The affected drugs include Prozac, Zoloft, Paxil, Luvox, Celexa,
Lexapro, Wellbutrin, Effexor, Serzone and Remeron. More information
is available at http://www.fda.gov/ on the Web.
Gary Custance wishes he had known about the warning.
"I would have liked to have seen a warning label on the bottle,"
he said.
Gary Custance said his son’s May 12 prescription bottle had no
such warning.
The warnings are included in the drug’s package insert, according
to an Oregon Health & Sciences University specialist.
James Hancey, assistant professor of psychiatry at OHSU, said
upon hearing the family’s story, he doesn’t think the medication
caused Perry to take his own life.
"Too often people will start to feel better, then decide they
don’t need their medications any more, and they stop them," he said.
"Because he went off the medication, the depression returned."

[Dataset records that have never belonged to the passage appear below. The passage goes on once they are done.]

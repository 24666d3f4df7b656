use thiserror::Error;

use super::question_parser::{ParseError, Question};
use super::quiz_ports::{FileStorage, QuizForms};
use crate::core::classroom::{ClassroomDirectory, LinkMaterial, NewCourseWork};
use crate::core::remote::RemoteError;

const ASSIGNMENT_DESCRIPTION: &str = "Assessment created automatically.";

#[derive(Debug, Error)]
pub enum QuizError {
    #[error(transparent)]
    Parse(#[from] ParseError),

    #[error(transparent)]
    Remote(#[from] RemoteError),

    #[error("Form {0} was created but has no responder link")]
    MissingResponderLink(String),
}

/// Where and how to publish a quiz.
#[derive(Debug, Clone)]
pub struct QuizRequest {
    pub course_id: String,
    pub topic_id: Option<String>,
    pub title: String,
    pub max_points: f64,
}

/// What got created.
#[derive(Debug, Clone, PartialEq)]
pub struct QuizPublication {
    pub form_id: String,
    pub responder_uri: String,
    pub course_work_id: String,
    /// False when the form could not be opened to anyone with the link.
    pub shared_publicly: bool,
}

/// Builds a Forms quiz from parsed questions and posts it as a Classroom assignment.
pub struct QuizService<C: ClassroomDirectory, F: QuizForms, D: FileStorage> {
    classroom: C,
    forms: F,
    storage: D,
}

impl<C, F, D> QuizService<C, F, D>
where
    C: ClassroomDirectory,
    F: QuizForms,
    D: FileStorage,
{
    pub fn new(classroom: C, forms: F, storage: D) -> Self {
        Self {
            classroom,
            forms,
            storage,
        }
    }

    /// Creates the form, shares it, adds the questions and posts the assignment.
    ///
    /// Takes already-parsed questions, so a malformed batch never reaches this
    /// point and nothing is created for it.
    pub async fn publish(
        &self,
        request: &QuizRequest,
        questions: &[Question],
    ) -> Result<QuizPublication, QuizError> {
        if questions.is_empty() {
            return Err(ParseError::NoValidQuestions.into());
        }

        let form = self.forms.create_form(&request.title).await?;
        tracing::info!(form_id = %form.form_id, "Created quiz form");

        // Sharing can be blocked by domain policy; the quiz still works for
        // signed-in users of the domain, so this is not fatal.
        let shared_publicly = match self.storage.share_with_anyone(&form.form_id).await {
            Ok(()) => true,
            Err(e) => {
                tracing::warn!(
                    "Could not make form {} public, share it manually: {}",
                    form.form_id,
                    e
                );
                false
            }
        };

        self.forms.add_questions(&form.form_id, questions).await?;
        tracing::info!(count = questions.len(), "Added questions to form");

        let responder_uri = match self.forms.responder_uri(&form.form_id).await? {
            Some(uri) => uri,
            None => form
                .responder_uri
                .clone()
                .ok_or_else(|| QuizError::MissingResponderLink(form.form_id.clone()))?,
        };

        let work = NewCourseWork {
            title: request.title.clone(),
            description: ASSIGNMENT_DESCRIPTION.to_string(),
            link: Some(LinkMaterial {
                url: responder_uri.clone(),
                title: request.title.clone(),
            }),
            topic_id: request.topic_id.clone(),
            max_points: request.max_points,
        };

        let created = self
            .classroom
            .create_course_work(&request.course_id, &work)
            .await?;
        tracing::info!(course_work_id = %created.id, "Created Classroom assignment");

        Ok(QuizPublication {
            form_id: form.form_id,
            responder_uri,
            course_work_id: created.id,
            shared_publicly,
        })
    }
}

#[cfg(test)]
mod tests {
    use super::*;
    use crate::core::quiz::question_parser::parse_questions;
    use crate::core::test_support::{FakeClassroom, FakeForms, FakeStorage};

    fn request() -> QuizRequest {
        QuizRequest {
            course_id: "c1".to_string(),
            topic_id: Some("t1".to_string()),
            title: "Safety quiz".to_string(),
            max_points: 10.0,
        }
    }

    #[tokio::test]
    async fn test_publish_creates_form_and_assignment() {
        let classroom = FakeClassroom::new();
        let forms = FakeForms::new();
        let storage = FakeStorage::new();
        let service = QuizService::new(classroom.clone(), forms.clone(), storage.clone());

        let questions = parse_questions(
            "P1: First?\nA) a\nB) b\nG: B\nP2: Second?\nA) c\nB) d\nC) e\nG: A",
        )
        .unwrap();

        let publication = service.publish(&request(), &questions).await.unwrap();

        assert_eq!(publication.form_id, "form-1");
        assert_eq!(publication.responder_uri, "https://docs.google.com/forms/d/e/form-1/viewform");
        assert!(publication.shared_publicly);
        assert_eq!(storage.shared().await, vec!["form-1".to_string()]);

        let added = forms.added().await;
        assert_eq!(added.len(), 1);
        assert_eq!(added[0].0, "form-1");
        assert_eq!(added[0].1, questions);

        let works = classroom.created_work().await;
        assert_eq!(works.len(), 1);
        let (course_id, work) = &works[0];
        assert_eq!(course_id, "c1");
        assert_eq!(work.topic_id.as_deref(), Some("t1"));
        assert_eq!(work.max_points, 10.0);
        assert_eq!(
            work.link.as_ref().map(|l| l.url.as_str()),
            Some("https://docs.google.com/forms/d/e/form-1/viewform")
        );
    }

    #[tokio::test]
    async fn test_share_failure_is_not_fatal() {
        let classroom = FakeClassroom::new();
        let storage = FakeStorage::new();
        storage.fail_sharing().await;
        let service = QuizService::new(classroom.clone(), FakeForms::new(), storage);

        let questions = parse_questions("P1: Q\nA) x\nB) y\nG: A").unwrap();
        let publication = service.publish(&request(), &questions).await.unwrap();

        assert!(!publication.shared_publicly);
        assert_eq!(classroom.created_work().await.len(), 1);
    }

    #[tokio::test]
    async fn test_empty_question_list_creates_nothing() {
        let forms = FakeForms::new();
        let service = QuizService::new(FakeClassroom::new(), forms.clone(), FakeStorage::new());

        let err = service.publish(&request(), &[]).await.unwrap_err();
        assert!(matches!(err, QuizError::Parse(ParseError::NoValidQuestions)));
        assert_eq!(forms.created_count().await, 0);
    }
}
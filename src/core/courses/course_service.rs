// Course management: listing, creating, archiving, deleting, rosters.
// Classroom only deletes archived courses, so removal is always
// archive-then-delete.

use thiserror::Error;

use crate::core::classroom::{ClassroomDirectory, Course, CourseState, NewCourse, Student, Topic};
use crate::core::remote::RemoteError;

#[derive(Debug, Error)]
pub enum CourseError {
    #[error(transparent)]
    Remote(#[from] RemoteError),

    #[error("Course {0} is not archived; archive it before deleting")]
    NotArchived(String),

    #[error("Course name must not be empty")]
    EmptyName,
}

#[derive(Debug, Clone, Copy, PartialEq, Eq)]
pub enum ArchiveOutcome {
    Archived,
    AlreadyArchived,
}

/// Result of removing one course in a batch.
#[derive(Debug)]
pub struct RemovalReport {
    pub course_id: String,
    pub archive: Result<ArchiveOutcome, CourseError>,
    /// `None` when deletion was not attempted.
    pub delete: Option<Result<(), CourseError>>,
}

impl RemovalReport {
    pub fn succeeded(&self) -> bool {
        self.archive.is_ok() && !matches!(self.delete, Some(Err(_)))
    }
}

pub struct CourseService<C: ClassroomDirectory> {
    classroom: C,
}

impl<C: ClassroomDirectory> CourseService<C> {
    pub fn new(classroom: C) -> Self {
        Self { classroom }
    }

    pub async fn list_courses(&self, states: &[CourseState]) -> Result<Vec<Course>, CourseError> {
        Ok(self.classroom.list_courses(states).await?)
    }

    pub async fn list_topics(&self, course_id: &str) -> Result<Vec<Topic>, CourseError> {
        Ok(self.classroom.list_topics(course_id).await?)
    }

    pub async fn list_students(&self, course_id: &str) -> Result<Vec<Student>, CourseError> {
        Ok(self.classroom.list_students(course_id).await?)
    }

    pub async fn create_course(&self, course: NewCourse) -> Result<Course, CourseError> {
        if course.name.trim().is_empty() {
            return Err(CourseError::EmptyName);
        }
        let created = self.classroom.create_course(&course).await?;
        tracing::info!(course_id = %created.id, "Created course '{}'", created.name);
        Ok(created)
    }

    pub async fn archive_course(&self, course_id: &str) -> Result<ArchiveOutcome, CourseError> {
        let course = self.classroom.get_course(course_id).await?;
        if course.state == CourseState::Archived {
            return Ok(ArchiveOutcome::AlreadyArchived);
        }

        self.classroom
            .update_course_state(course_id, CourseState::Archived)
            .await?;
        tracing::info!(course_id, "Archived course");
        Ok(ArchiveOutcome::Archived)
    }

    /// Permanently deletes a course that is already archived.
    pub async fn delete_archived_course(&self, course_id: &str) -> Result<(), CourseError> {
        let course = self.classroom.get_course(course_id).await?;
        if course.state != CourseState::Archived {
            return Err(CourseError::NotArchived(course_id.to_string()));
        }

        self.classroom.delete_course(course_id).await?;
        tracing::info!(course_id, "Deleted course");
        Ok(())
    }

    /// Archives then (unless `archive_only`) deletes each course. One failing
    /// course does not stop the rest.
    pub async fn remove_courses(&self, course_ids: &[String], archive_only: bool) -> Vec<RemovalReport> {
        let mut reports = Vec::with_capacity(course_ids.len());

        for course_id in course_ids {
            let archive = self.archive_course(course_id).await;
            if let Err(e) = &archive {
                tracing::warn!(course_id = %course_id, "Failed to archive course: {}", e);
            }

            let delete = if archive_only || archive.is_err() {
                None
            } else {
                let result = self.delete_archived_course(course_id).await;
                if let Err(e) = &result {
                    tracing::warn!(course_id = %course_id, "Failed to delete course: {}", e);
                }
                Some(result)
            };

            reports.push(RemovalReport {
                course_id: course_id.clone(),
                archive,
                delete,
            });
        }

        reports
    }
}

Hancey said medical literature for Lexapro does not suggest any
correlation between stopping the medication, time passing, and then
a suicide occurring.
"It was more likely a return of the underlying major depressive
symptoms," he said.
He said that by and large, the anti-depressants end up saving
lives although there’s no way to track the number of prevented
suicides.
But Perry’s father doesn’t buy it.
Gary Custance doesn’t believe his son would have ended his life
had he never taken Lexapro, but once he was on it, he should have
stayed on it.
"There’s a serious problem with coming down from this stuff," he
said, adding that his son should have had more intensive medical
supervision. "They didn’t monitor it like they should have."
Wanda Custance said questions that remain unanswered make her
son’s death more painful.
"I don’t want to see anybody go through this," she said.